• How to complete this task:
In the entries that follow, the lines from the one with "Undo / Redo ──────────────────────────────────────────────────" through the one with "pub fn can_redo(&self)" are the ones to write out, exactly and with both ends included. Nothing else should appear.
################
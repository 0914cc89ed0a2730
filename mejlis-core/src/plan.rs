use serde::{Deserialize, Serialize};

use crate::commands::{Command, CommandHistory};
use crate::error::PlanError;
use crate::shape::{default_segments, derive_sides, RoomShape};
use crate::side::{self, segment_sum, SideKey, SideSummary, Segments};

/// Editable seating layout for one room: the shape, the total size, the
/// derived side lengths and the user's segment split of every side.
#[derive(Debug, Serialize, Deserialize)]
#[serde(try_from = "StoredPlan")]
pub struct RoomPlan {
    pub(crate) shape: RoomShape,
    pub(crate) room_size: u32,
    pub(crate) sides: Vec<u32>,
    pub(crate) segments: Segments,
    /// Edit history for undo/redo.
    #[serde(skip)]
    history: CommandHistory,
}

/// Serialized form of a plan, checked by [`RoomPlan::from_parts`] before use.
#[derive(Deserialize)]
struct StoredPlan {
    shape: RoomShape,
    room_size: u32,
    sides: Vec<u32>,
    #[serde(default)]
    segments: Segments,
}

impl TryFrom<StoredPlan> for RoomPlan {
    type Error = PlanError;

    fn try_from(stored: StoredPlan) -> Result<Self, Self::Error> {
        RoomPlan::from_parts(stored.shape, stored.room_size, stored.sides, stored.segments)
    }
}

/// Full copy of the editable state, used by commands that reset sides.
#[derive(Debug, Clone, PartialEq)]
pub(crate) struct PlanSnapshot {
    shape: RoomShape,
    room_size: u32,
    sides: Vec<u32>,
    segments: Segments,
}

impl RoomPlan {
    /// Create a plan with evenly derived sides and a two-way split per side.
    pub fn new(shape: RoomShape, room_size: u32) -> Result<Self, PlanError> {
        let sides = derive_sides(shape, room_size)?;
        let segments = default_segments(&sides);
        log::debug!("New {shape} plan for {room_size}m: sides {sides:?}");
        Ok(Self {
            shape,
            room_size,
            sides,
            segments,
            history: CommandHistory::new(),
        })
    }

    /// Rebuild a plan from stored sides and segments without re-deriving
    /// anything (used when editing an existing order).
    pub fn from_parts(
        shape: RoomShape,
        room_size: u32,
        sides: Vec<u32>,
        segments: Segments,
    ) -> Result<Self, PlanError> {
        shape.available_length(room_size)?;
        Ok(Self {
            shape,
            room_size,
            sides,
            segments,
            history: CommandHistory::new(),
        })
    }

    // ── Accessors ────────────────────────────────────────────────────

    pub fn shape(&self) -> RoomShape {
        self.shape
    }

    pub fn room_size(&self) -> u32 {
        self.room_size
    }

    pub fn sides(&self) -> &[u32] {
        &self.sides
    }

    pub fn segments(&self) -> &Segments {
        &self.segments
    }

    pub fn side_length(&self, side: SideKey) -> Option<u32> {
        self.sides.get(side.index()).copied()
    }

    pub fn side_keys(&self) -> impl Iterator<Item = SideKey> + '_ {
        (0..self.sides.len()).map(SideKey::from_index)
    }

    /// `room_size - corner_deduction` for the current shape.
    pub fn available_length(&self) -> u32 {
        self.room_size.saturating_sub(self.shape.corner_deduction())
    }

    // ── Shape and size ───────────────────────────────────────────────

    /// Switch shape. Sides are initialized once per shape transition: they
    /// are re-derived only when the side count changes, so segment edits
    /// survive re-selecting the same shape.
    pub fn set_shape(&mut self, shape: RoomShape) -> Result<(), PlanError> {
        shape.available_length(self.room_size)?;
        self.shape = shape;
        if self.sides.len() != shape.side_count() {
            log::info!("Shape changed to {shape}, re-deriving sides");
            self.reinitialize()?;
        }
        Ok(())
    }

    /// Store a new room size. Sides are not re-derived; use
    /// [`RoomPlan::reset_sides`] to redistribute.
    pub fn set_room_size(&mut self, room_size: u32) -> Result<(), PlanError> {
        self.shape.available_length(room_size)?;
        self.room_size = room_size;
        Ok(())
    }

    /// Re-derive sides and default segments from the current shape and size.
    pub fn reset_sides(&mut self) -> Result<(), PlanError> {
        self.reinitialize()
    }

    fn reinitialize(&mut self) -> Result<(), PlanError> {
        let sides = derive_sides(self.shape, self.room_size)?;
        self.segments = default_segments(&sides);
        self.sides = sides;
        Ok(())
    }

    // ── Side and segment editing ─────────────────────────────────────

    /// Override a side length. If the side's segments no longer fit, they
    /// collapse into a single segment of the new length.
    pub fn change_side_length(&mut self, index: usize, length: u32) -> Result<(), PlanError> {
        let slot = self
            .sides
            .get_mut(index)
            .ok_or(PlanError::SideIndexOutOfRange(index))?;
        *slot = length;

        let key = SideKey::from_index(index);
        if self.segment_sum(key) > length {
            log::debug!("Segments on {key} exceed {length}m, collapsing to one segment");
            self.segments.insert(key, vec![length]);
        }
        Ok(())
    }

    /// Set one segment value (1-3) without over-allocating the side.
    pub fn change_segment(
        &mut self,
        side: SideKey,
        index: usize,
        value: u32,
    ) -> Result<u32, PlanError> {
        let length = self.require_side(side)?;
        side::change_segment(&mut self.segments, side, index, value, length).inspect_err(|e| {
            log::debug!("Rejected segment edit on {side}[{index}] = {value}: {e}");
        })
    }

    /// Append a segment of `min(3, remaining)`. Fails once the side is full.
    pub fn add_segment(&mut self, side: SideKey) -> Result<u32, PlanError> {
        let length = self.require_side(side)?;
        side::add_segment(&mut self.segments, side, length)
    }

    pub fn remove_segment(&mut self, side: SideKey, index: usize) -> Result<u32, PlanError> {
        side::remove_segment(&mut self.segments, side, index)
    }

    fn require_side(&self, side: SideKey) -> Result<u32, PlanError> {
        self.side_length(side).ok_or(PlanError::UnknownSide(side))
    }

    // ── Validation ───────────────────────────────────────────────────

    pub fn segment_sum(&self, side: SideKey) -> u32 {
        self.segments.get(&side).map_or(0, |s| segment_sum(s))
    }

    pub fn side_is_valid(&self, index: usize) -> bool {
        self.sides
            .get(index)
            .is_some_and(|&len| self.segment_sum(SideKey::from_index(index)) == len)
    }

    /// True iff every side's segments sum exactly to its length. Gates
    /// order submission.
    pub fn segments_are_valid(&self) -> bool {
        (0..self.sides.len()).all(|i| self.side_is_valid(i))
    }

    pub fn can_add_segment(&self, side: SideKey) -> bool {
        self.side_length(side)
            .is_some_and(|len| self.segment_sum(side) < len)
    }

    pub fn sides_total(&self) -> u32 {
        self.sides.iter().fold(0u32, |acc, &len| acc.saturating_add(len))
    }

    /// Whether user side overrides still add up to the available run.
    pub fn sides_total_is_valid(&self) -> bool {
        self.sides_total() == self.available_length()
    }

    pub fn summary(&self) -> Vec<SideSummary> {
        self.sides
            .iter()
            .enumerate()
            .map(|(i, &length)| {
                let key = SideKey::from_index(i);
                let segments = self.segments.get(&key).cloned().unwrap_or_default();
                let sum = segment_sum(&segments);
                SideSummary {
                    key,
                    length,
                    segments,
                    segment_sum: sum,
                    valid: sum == length,
                }
            })
            .collect()
    }

    // ── Undo / Redo ──────────────────────────────────────────────────

    /// Apply an edit and record it. Rejected edits leave no history entry.
    pub fn execute(&mut self, mut command: Box<dyn Command>) -> Result<(), PlanError> {
        command.execute(self)?;
        self.history.record(command);
        Ok(())
    }

    pub fn undo(&mut self) -> bool {
        let Some(mut command) = self.history.pop_undo() else {
            return false;
        };
        log::debug!("Undo: {}", command.description());
        command.undo(self);
        self.history.push_redo(command);
        true
    }

    pub fn redo(&mut self) -> bool {
        let Some(mut command) = self.history.pop_redo() else {
            return false;
        };
        match command.execute(self) {
            Ok(()) => {
                log::debug!("Redo: {}", command.description());
                self.history.push_undo(command);
                true
            }
            Err(e) => {
                log::warn!("Redo of '{}' failed: {}", command.description(), e);
                false
            }
        }
    }

    pub fn can_undo(&self) -> bool {
        self.history.can_undo()
    }

    pub fn can_redo(&self) -> bool {
        self.history.can_redo()
    }

    pub fn history(&self) -> &CommandHistory {
        &self.history
    }

    pub(crate) fn snapshot(&self) -> PlanSnapshot {
        PlanSnapshot {
            shape: self.shape,
            room_size: self.room_size,
            sides: self.sides.clone(),
            segments: self.segments.clone(),
        }
    }

    pub(crate) fn restore(&mut self, snapshot: PlanSnapshot) {
        self.shape = snapshot.shape;
        self.room_size = snapshot.room_size;
        self.sides = snapshot.sides;
        self.segments = snapshot.segments;
    }

    // ── Serialization ────────────────────────────────────────────────

    pub fn to_json(&self) -> Result<String, PlanError> {
        Ok(serde_json::to_string_pretty(self)?)
    }

    pub fn from_json(json: &str) -> Result<Self, PlanError> {
        Ok(serde_json::from_str(json)?)
    }
}

#[cfg(test)]
mod tests {
    use super::*;

    #[test]
    fn test_new_plan_is_valid() {
        let plan = RoomPlan::new(RoomShape::Straight, 10).unwrap();
        assert_eq!(plan.sides(), &[10]);
        assert_eq!(plan.segments()[&SideKey::new(1)], vec![5, 5]);
        assert!(plan.segments_are_valid());
        assert!(plan.sides_total_is_valid());
    }

    #[test]
    fn test_rejected_segment_edit_keeps_state() {
        let mut plan = RoomPlan::new(RoomShape::L, 12).unwrap();
        assert!(plan.change_segment(SideKey::new(1), 0, 4).is_err());
        assert_eq!(plan.segments()[&SideKey::new(1)], vec![2, 3]);
        assert!(matches!(
            plan.change_segment(SideKey::new(3), 0, 1),
            Err(PlanError::UnknownSide(_))
        ));
    }

    #[test]
    fn test_remove_segment_invalidates_side() {
        let mut plan = RoomPlan::new(RoomShape::L, 12).unwrap();
        plan.remove_segment(SideKey::new(1), 1).unwrap();
        assert_eq!(plan.segments()[&SideKey::new(1)], vec![2]);
        assert!(!plan.side_is_valid(0));
        assert!(plan.side_is_valid(1));
        assert!(!plan.segments_are_valid());

        plan.add_segment(SideKey::new(1)).unwrap();
        assert_eq!(plan.segments()[&SideKey::new(1)], vec![2, 3]);
        assert!(plan.segments_are_valid());
        assert!(!plan.can_add_segment(SideKey::new(1)));
    }

    #[test]
    fn test_change_side_length_collapses_segments() {
        let mut plan = RoomPlan::new(RoomShape::L, 12).unwrap();
        plan.change_side_length(0, 4).unwrap();
        assert_eq!(plan.sides(), &[4, 5]);
        assert_eq!(plan.segments()[&SideKey::new(1)], vec![4]);
        assert!(!plan.sides_total_is_valid());

        // Growing a side keeps the existing segments.
        plan.change_side_length(1, 8).unwrap();
        assert_eq!(plan.segments()[&SideKey::new(2)], vec![2, 3]);
        assert!(!plan.side_is_valid(1));

        assert!(matches!(
            plan.change_side_length(2, 1),
            Err(PlanError::SideIndexOutOfRange(2))
        ));
    }

    #[test]
    fn test_set_shape_initializes_once_per_transition() {
        let mut plan = RoomPlan::new(RoomShape::L, 12).unwrap();
        plan.change_segment(SideKey::new(1), 1, 1).unwrap();

        // Same side count: user edits survive.
        plan.set_shape(RoomShape::L).unwrap();
        assert_eq!(plan.segments()[&SideKey::new(1)], vec![2, 1]);

        plan.set_shape(RoomShape::U).unwrap();
        assert_eq!(plan.sides(), &[3, 3, 2]);
        assert_eq!(plan.segments()[&SideKey::new(3)], vec![1, 1]);
    }

    #[test]
    fn test_set_room_size_does_not_reset_edits() {
        let mut plan = RoomPlan::new(RoomShape::L, 12).unwrap();
        plan.set_room_size(14).unwrap();
        assert_eq!(plan.sides(), &[5, 5]);
        assert!(!plan.sides_total_is_valid());

        plan.reset_sides().unwrap();
        assert_eq!(plan.sides(), &[6, 6]);
        assert!(plan.sides_total_is_valid());
    }

    #[test]
    fn test_too_small_room_is_rejected_without_change() {
        let mut plan = RoomPlan::new(RoomShape::Straight, 3).unwrap();
        assert!(plan.set_shape(RoomShape::U).is_err());
        assert_eq!(plan.shape(), RoomShape::Straight);
        assert!(plan.set_room_size(0).is_err());
        assert_eq!(plan.room_size(), 3);
        assert!(RoomPlan::new(RoomShape::L, 1).is_err());
    }

    #[test]
    fn test_stored_room_too_small_is_rejected() {
        let json = r#"{"shape":"U","room_size":1,"sides":[0,0,0],"segments":{}}"#;
        assert!(matches!(
            RoomPlan::from_json(json),
            Err(PlanError::Json(_))
        ));
        let err = RoomPlan::from_json(json).unwrap_err().to_string();
        assert!(err.contains("1m is smaller than the 4m corner deduction"), "{err}");
    }

    #[test]
    fn test_json_roundtrip() {
        let mut plan = RoomPlan::new(RoomShape::U, 13).unwrap();
        plan.remove_segment(SideKey::new(2), 0).unwrap();
        let json = plan.to_json().unwrap();
        assert!(json.contains("\"side2\""));
        let back = RoomPlan::from_json(&json).unwrap();
        assert_eq!(back.sides(), plan.sides());
        assert_eq!(back.segments(), plan.segments());
        assert!(!back.can_undo());
    }
}
use std::fmt;
use std::str::FromStr;

use serde::{Deserialize, Deserializer, Serialize, Serializer};

/// An opaque RGB color, written as `#RRGGBB`.
#[derive(Debug, Clone, Copy, PartialEq, Eq, Hash)]
pub struct Color {
    pub r: u8,
    pub g: u8,
    pub b: u8,
}

impl Color {
    pub const BLACK: Color = Color::rgb(0, 0, 0);
    pub const WHITE: Color = Color::rgb(255, 255, 255);

    pub const fn rgb(r: u8, g: u8, b: u8) -> Self {
        Self { r, g, b }
    }

    pub fn to_hex(&self) -> String {
        format!("#{:02X}{:02X}{:02X}", self.r, self.g, self.b)
    }
}

impl fmt::Display for Color {
    fn fmt(&self, f: &mut fmt::Formatter<'_>) -> fmt::Result {
        f.write_str(&self.to_hex())
    }
}

impl FromStr for Color {
    type Err = String;

    /// Accepts `#RGB` and `#RRGGBB`, with or without the `#`.
    fn from_str(s: &str) -> Result<Self, Self::Err> {
        let hex = s.trim().trim_start_matches('#');
        let digits: Vec<u8> = hex
            .chars()
            .map(|c| c.to_digit(16).map(|d| d as u8))
            .collect::<Option<_>>()
            .ok_or_else(|| format!("invalid color '{s}'"))?;

        match digits.as_slice() {
            [r, g, b] => Ok(Color::rgb(r * 17, g * 17, b * 17)),
            [r1, r2, g1, g2, b1, b2] => Ok(Color::rgb(r1 * 16 + r2, g1 * 16 + g2, b1 * 16 + b2)),
            _ => Err(format!("invalid color '{s}'")),
        }
    }
}

impl Serialize for Color {
    fn serialize<S: Serializer>(&self, serializer: S) -> Result<S::Ok, S::Error> {
        serializer.serialize_str(&self.to_hex())
    }
}

impl<'de> Deserialize<'de> for Color {
    fn deserialize<D: Deserializer<'de>>(deserializer: D) -> Result<Self, D::Error> {
        let raw = String::deserialize(deserializer)?;
        raw.parse().map_err(serde::de::Error::custom)
    }
}

/// Segment fill colors, cycled by `(side + segment) % len`.
pub fn default_palette() -> Vec<Color> {
    vec![
        Color::rgb(0xFF, 0x6B, 0x6B),
        Color::rgb(0x6B, 0xCB, 0x77),
        Color::rgb(0x4D, 0x96, 0xFF),
        Color::rgb(0xFF, 0xD9, 0x3D),
        Color::rgb(0xA6, 0x6D, 0xD4),
        Color::rgb(0x00, 0xC9, 0xA7),
    ]
}

#[cfg(test)]
mod tests {
    use super::*;

    #[test]
    fn test_hex_roundtrip() {
        let c: Color = "#4D96FF".parse().unwrap();
        assert_eq!(c, Color::rgb(0x4D, 0x96, 0xFF));
        assert_eq!(c.to_hex(), "#4D96FF");
    }

    #[test]
    fn test_short_hex() {
        assert_eq!("#888".parse::<Color>().unwrap(), Color::rgb(0x88, 0x88, 0x88));
        assert_eq!("fff".parse::<Color>().unwrap(), Color::WHITE);
        assert!("#12345".parse::<Color>().is_err());
        assert!("#GG0000".parse::<Color>().is_err());
    }

    #[test]
    fn test_serde_as_string() {
        let json = serde_json::to_string(&Color::BLACK).unwrap();
        assert_eq!(json, "\"#000000\"");
        let back: Color = serde_json::from_str("\"#00C9A7\"").unwrap();
        assert_eq!(back, default_palette()[5]);
    }
}
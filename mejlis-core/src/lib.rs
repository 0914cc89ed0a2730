//! # Mejlis Core
//!
//! Room-shape segmentation engine for Mejlis seating orders: derives the
//! per-side run lengths from a room shape and total size, manages the
//! fabrication segments (1-3 units each) of every side, validates that
//! they reconcile, and records edits for undo/redo.
//!
//! The order module maps the finished configuration into the backend's
//! order payload.

pub mod commands;
pub mod error;
pub mod geometry;
pub mod order;
pub mod plan;
pub mod shape;
pub mod side;

pub use error::PlanError;
pub use geometry::{BBox, Point, Rect};
pub use order::{OrderForm, OrderPayload};
pub use plan::RoomPlan;
pub use shape::{default_segments, derive_sides, RoomShape};
pub use side::{SideKey, SideSummary, Segments, MAX_SEGMENT, MIN_SEGMENT};
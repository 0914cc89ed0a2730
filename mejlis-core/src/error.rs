use thiserror::Error;

use crate::side::SideKey;

#[derive(Error, Debug)]
pub enum PlanError {
    #[error("Room size must be positive")]
    ZeroRoomSize,

    #[error("Room size {size}m is smaller than the {deduction}m corner deduction")]
    RoomTooSmall { size: u32, deduction: u32 },

    #[error("Side {0} does not exist")]
    UnknownSide(SideKey),

    #[error("Side index {0} is out of range")]
    SideIndexOutOfRange(usize),

    #[error("Invalid side key '{0}', expected 'side<N>' with N >= 1")]
    InvalidSideKey(String),

    #[error("Segment length {0}m is outside the allowed 1-3m range")]
    SegmentOutOfRange(u32),

    #[error("Segments on {side} would sum to {sum}m, exceeding the side length of {length}m")]
    SideOverflow { side: SideKey, sum: u32, length: u32 },

    #[error("Side {side} is already fully allocated ({length}m)")]
    SideFull { side: SideKey, length: u32 },

    #[error("Segment {index} does not exist on {side}")]
    SegmentIndexOutOfRange { side: SideKey, index: usize },

    #[error("JSON error: {0}")]
    Json(#[from] serde_json::Error),
}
################
• Response to the exercise:
    // ── Undo / Redo ──────────────────────────────────────────────────

    /// Apply an edit and record it. Rejected edits leave no history entry.
    pub fn execute(&mut self, mut command: Box<dyn Command>) -> Result<(), PlanError> {
        command.execute(self)?;
        self.history.record(command);
        Ok(())
    }

    pub fn undo(&mut self) -> bool {
        let Some(mut command) = self.history.pop_undo() else {
            return false;
        };
        log::debug!("Undo: {}", command.description());
        command.undo(self);
        self.history.push_redo(command);
        true
    }

    pub fn redo(&mut self) -> bool {
        let Some(mut command) = self.history.pop_redo() else {
            return false;
        };
        match command.execute(self) {
            Ok(()) => {
                log::debug!("Redo: {}", command.description());
                self.history.push_undo(command);
                true
            }
            Err(e) => {
                log::warn!("Redo of '{}' failed: {}", command.description(), e);
                false
            }
        }
    }

    pub fn can_undo(&self) -> bool {
        self.history.can_undo()
    }

    pub fn can_redo(&self) -> bool {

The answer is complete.